Quadratic equations are polynomial equations of the second degree. They typically have the form:

• \(ax^2 + bx + c = 0\)

where \(a\), \(b\), and \(c\) are constants, and \(x\) represents the variable.
In our problem, we face a quadratic equation with \(\cos x\) treating as the variable:

• \(4 \cos^2 x - 4 \sqrt{3} \cos x + 3 = 0\)

The constants \(a = 4\), \(b = -4\sqrt{3}\), and \(c = 3\) represent the coefficients in this equation.
Quadratic equations are solved by applying various methods, such as factoring, completing the square, or using the quadratic formula.
In our original exercise, we focus on using the quadratic formula to find the roots relevant to the cosine function.

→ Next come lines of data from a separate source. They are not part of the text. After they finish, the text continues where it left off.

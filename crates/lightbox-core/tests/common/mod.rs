#![allow(dead_code)]

use std::time::Duration;

use lightbox_core::geometry::{ImageSize, Point, Viewport};
use lightbox_core::viewer::{ImageDescriptor, ViewerConfig, ViewerController};

/// 400x800 portrait phone screen used by most tests.
pub fn phone() -> Viewport {
    Viewport::new(400.0, 800.0)
}

/// Wider than the screen: rests at 1/3 scale, centred at (0, 266.67).
pub fn wide_image() -> ImageSize {
    ImageSize::new(1200.0, 800.0)
}

/// Fits the screen: rests at scale 1, centred at (50, 100).
pub fn small_portrait() -> ImageSize {
    ImageSize::new(300.0, 600.0)
}

/// Taller than the screen: rests at 0.5 scale, centred at (100, 0).
pub fn tall_image() -> ImageSize {
    ImageSize::new(400.0, 1600.0)
}

pub fn ms(millis: u64) -> Duration {
    Duration::from_millis(millis)
}

pub fn one_touch() -> Vec<Point> {
    vec![Point::new(200.0, 400.0)]
}

/// Two touches `distance` apart on a horizontal line through the centre.
pub fn two_touches(distance: f32) -> Vec<Point> {
    vec![
        Point::new(200.0 - distance / 2.0, 400.0),
        Point::new(200.0 + distance / 2.0, 400.0),
    ]
}

pub fn descriptor(name: &str, size: ImageSize) -> ImageDescriptor {
    ImageDescriptor::new(name).with_size(size.width, size.height)
}

/// Three images with known sizes: wide, small portrait, tall.
pub fn gallery() -> Vec<ImageDescriptor> {
    vec![
        descriptor("wide.jpg", wide_image()),
        descriptor("small.jpg", small_portrait()),
        descriptor("tall.jpg", tall_image()),
    ]
}

/// Controller opened on `images` at `start` with events drained.
pub fn open_viewer(
    config: ViewerConfig,
    images: Vec<ImageDescriptor>,
    start: usize,
) -> ViewerController {
    let mut viewer = ViewerController::new(config, phone()).unwrap();
    viewer.open(images, start, Duration::ZERO).unwrap();
    viewer.drain_events();
    viewer
}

The cosine function, denoted as \(\cos x\), is one of the fundamental trigonometric functions. It describes the relationship between an angle in a right triangle and the ratio of the adjacent side to the hypotenuse.
The cosine function is also periodic with a period of \(2\pi\), meaning that:

• \(\cos(x) = \cos(x + 2k\pi)\) for any integer \(k\).

In our problem, we find that \(\cos x = \frac{\sqrt{3}}{2}\).
The cosine function reaches the value \(\frac{\sqrt{3}}{2}\) at specific standard angles:

• \(x = \frac{\pi}{6}\)
• \(x = \frac{11\pi}{6}\)

These solutions are found within the first cycle of one periodic interval of the cosine curve.

Trigonometric solutions involve finding all angles that satisfy a given trigonometric equation.
The results we found, \(x = \frac{\pi}{6}\) and \(x = \frac{11\pi}{6}\), are particular solutions within a single period of the cosine function.
To find all possible solutions,

• We leverage the periodic nature of the cosine function using the formula:
  • \(x = \frac{\pi}{6} + 2k\pi\)
  • \(x = \frac{11\pi}{6} + 2k\pi\)
  where \(k\) is any integer.

These represent the general solutions, capturing the infinite number of angles satisfying the original equation, all spaced by the function's period of \(2\pi\).

In the quadratic equation, the discriminant helps to determine the nature of the roots.
The discriminant is calculated from the formula:

• \(b^2 - 4ac\)

In our exercise:

• The discriminant is \((-4\sqrt{3})^2 - 4 \times 4 \times 3\).
• This equals \(48 - 48 = 0\).

When the discriminant is zero, it indicates a single repeated solution for the quadratic equation.
Thus, in terms of our trigonometric equation, \(\cos x\) yields precisely one unique value, simplifying the process of finding associated angles.